A 55 anni, Matt Damon ha trovato la pace dopo aver imparato ad accettare le cose che non può controllare.

Matt Damon ha trovato “pace” nella sua nuova “fase della vita”.

L’attore di The Odyssey, che con la moglie Luciana ha le figlie Alexia, 27 anni, Isabella, 20, Gia, 17, e Stella, 15, sta cercando di godersi il tempo che ha con le figlie più piccole ora che le maggiori hanno lasciato casa e si è reso conto di quanto il tempo passi in fretta.

Ha dichiarato alla rivista People: “Avere due figlie più grandi che hanno lasciato il nido e sapere quanto velocemente passano questi ultimi anni ci spinge a cercare di conservare ciò che possiamo.”

L’attore 55enne ha imparato ad accettare le cose che non può cambiare o controllare nella sua vita e ad apprezzare le opportunità che gli si presentano.

Ha spiegato: “Cerco semplicemente di pensare a ciò che posso controllare e a ciò che non posso. E invece di prendermela con gli dèi per le cose che non posso controllare, cerco di essere meticoloso e intenzionale su ciò che posso fare e di accettare quello che non posso.”

Ha continuato: “Penso che all’inizio, come attore, sia necessario sentirsi un po’ così, perché le probabilità di farcela sono davvero basse. Devi avere quella mentalità di sfidare gli dèi per intraprendere questa vita, perché è un po’ una vita da circo e non è un percorso normale.”

“Ma in questa fase della mia vita mi sento molto più in pace”, ha aggiunto.

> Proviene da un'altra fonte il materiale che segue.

// Copyright (c) 2026 The safe-engine authors. MIT License.
// See LICENSE for details.

//! # safe-cli
//!
//! Operator tool for Safe treasuries. Every subcommand is offline and prints
//! JSON to stdout; logs go to stderr.
//!
//! ## Subcommands
//!
//! - `decode` — Decode call data into a configuration change.
//! - `validate` — Validate a configuration draft file.
//! - `prev-owner` — Compute the `prevOwner` argument for an owner.
//! - `checksum` — Print the EIP-55 form of an address.
//! - `safe-tx-hash` — Compute the EIP-712 `safeTxHash`.
//! - `version` — Print version information.

mod cli;
mod logging;

use std::path::Path;

use anyhow::{bail, Context, Result};
use clap::Parser;
use serde::Serialize;
use tracing::{debug, info};

use cli::{
    ChecksumArgs, Commands, DecodeArgs, PrevOwnerArgs, SafeCli, SafeTxHashArgs, ValidateArgs,
};
use safe_engine::codec::abi::call_data_bytes;
use safe_engine::codec::{parse_call_data, Address, WeiAmount};
use safe_engine::config::network_name;
use safe_engine::safe::{decode_config_change_hex, ConfigViolation};
use safe_engine::transaction::{safe_tx_hash, Operation, SafeTx};
use safe_engine::{ConfigurationDraft, EngineConfig, SignerSet};

fn main() -> Result<()> {
    let cli = SafeCli::parse();

    logging::init(&cli.log_level, cli.log_format)?;

    let config = load_config(cli.config.as_deref())?;
    debug!(?config, "engine config loaded");

    match cli.command {
        Commands::Decode(args) => run_decode(args),
        Commands::Validate(args) => run_validate(args, &config),
        Commands::PrevOwner(args) => run_prev_owner(args),
        Commands::Checksum(args) => run_checksum(args),
        Commands::SafeTxHash(args) => run_safe_tx_hash(args),
        Commands::Version => {
            print_version();
            Ok(())
        }
    }
}

/// Reads the engine config file, or falls back to defaults when none is given.
fn load_config(path: Option<&Path>) -> Result<EngineConfig> {
    let Some(path) = path else {
        return Ok(EngineConfig::default());
    };
    let raw = std::fs::read_to_string(path)
        .with_context(|| format!("failed to read config file {}", path.display()))?;
    EngineConfig::from_json(&raw)
        .with_context(|| format!("invalid config file {}", path.display()))
}

fn print_json<T: Serialize>(value: &T) -> Result<()> {
    let out = serde_json::to_string_pretty(value).context("failed to serialize output")?;
    println!("{}", out);
    Ok(())
}

// ---------------------------------------------------------------------------
// Subcommands
// ---------------------------------------------------------------------------

fn run_decode(args: DecodeArgs) -> Result<()> {
    let change = decode_config_change_hex(&args.data).context("failed to decode call data")?;
    match &change {
        Some(change) => info!(function = change.function_signature(), "decoded configuration change"),
        None => info!("call data is not a configuration change"),
    }
    print_json(&serde_json::json!({ "config_change": change }))
}

#[derive(Serialize)]
struct ValidationOutput {
    valid: bool,
    violations: Vec<ConfigViolation>,
    messages: Vec<String>,
}

fn run_validate(args: ValidateArgs, config: &EngineConfig) -> Result<()> {
    let raw = std::fs::read_to_string(&args.file)
        .with_context(|| format!("failed to read {}", args.file.display()))?;
    let draft: ConfigurationDraft = serde_json::from_str(&raw)
        .with_context(|| format!("{} is not a configuration draft", args.file.display()))?;

    let violations = draft.validate();
    let messages = violations.iter().map(ToString::to_string).collect();
    let valid = violations.is_empty();
    print_json(&ValidationOutput {
        valid,
        violations,
        messages,
    })?;

    if !valid {
        bail!("configuration is invalid");
    }

    // Building fills defaults (version, salt nonce, policy) the same way
    // treasury creation does.
    let built = draft.build(config).context("failed to build configuration")?;
    debug!(
        signers = built.signers().len(),
        threshold = built.threshold(),
        "configuration is valid"
    );
    Ok(())
}

fn run_prev_owner(args: PrevOwnerArgs) -> Result<()> {
    let owners = args
        .owners
        .iter()
        .map(|raw| Address::parse("owners", raw.trim()))
        .collect::<Result<Vec<_>, _>>()
        .context("invalid owner list")?;
    let signers = SignerSet::from_owners(owners).context("invalid owner list")?;
    let owner = Address::parse("owner", &args.owner).context("invalid owner")?;
    let prev_owner = signers
        .previous_owner(&owner)
        .context("owner is not in the list")?;

    let remove_owner_call = match args.threshold {
        Some(threshold) => Some(
            signers
                .remove_owner_change(&owner, threshold)
                .context("cannot build removeOwner call")?
                .encode_hex(),
        ),
        None => None,
    };

    print_json(&serde_json::json!({
        "owner": owner,
        "prev_owner": prev_owner,
        "remove_owner_call": remove_owner_call,
    }))
}

fn run_checksum(args: ChecksumArgs) -> Result<()> {
    let address = Address::parse("address", &args.address).context("invalid address")?;
    print_json(&serde_json::json!({
        "address": address,
        "checksum": address.to_checksum(),
    }))
}

fn run_safe_tx_hash(args: SafeTxHashArgs) -> Result<()> {
    let safe = Address::parse("safe", &args.safe).context("invalid safe address")?;
    let to = Address::parse("to", &args.to).context("invalid destination")?;
    let value = WeiAmount::parse("value", &args.value).context("invalid value")?;
    let data = parse_call_data("data", &args.data).context("invalid call data")?;
    let bytes = call_data_bytes(&data)?;
    let operation = Operation::from_u8(args.operation).context("invalid operation")?;

    let hash = safe_tx_hash(
        args.chain_id,
        &safe,
        &SafeTx {
            to: &to,
            value: &value,
            data: &bytes,
            operation,
            nonce: args.nonce,
        },
    );
    info!(
        network = %network_name(args.chain_id),
        safe = %safe,
        nonce = args.nonce,
        "computed safe transaction hash"
    );

    print_json(&serde_json::json!({
        "chain_id": args.chain_id,
        "safe": safe,
        "nonce": args.nonce,
        "safe_tx_hash": hash,
    }))
}

fn print_version() {
    println!("safe-cli {}", env!("CARGO_PKG_VERSION"));
    println!("Contract version:  {}", safe_engine::config::DEFAULT_SAFE_VERSION);
}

La star di Will Hunting – Genio ribelle spera di continuare a lavorare ancora per molti decenni.

Ha raccontato: “Ricordo che a 25 anni ottenni la parte in L’uomo della pioggia – The Rainmaker. Francis [Ford Coppola, ndr] mi diede quel ruolo e non lo dimenticherò mai.”

Ha condiviso: “È stato un viaggio incredibile. Alcuni film non hanno funzionato, ma idealmente, tra altri 10 anni, mi piacerebbe continuare a fare cose di cui poter essere davvero orgoglioso.”

Matt aveva già parlato di essere stato messo a dura prova durante le riprese di The Odyssey e ha rivelato che quell’esperienza lo ha aiutato a superare alcune delle sue fobie.

Ha detto: “Sembrava più una spedizione che un film… Con questo progetto ho superato molte delle mie fobie, decisamente.”

Ha concluso: “La claustrofobia era una di queste, ma spero di essermela lasciata alle spalle.”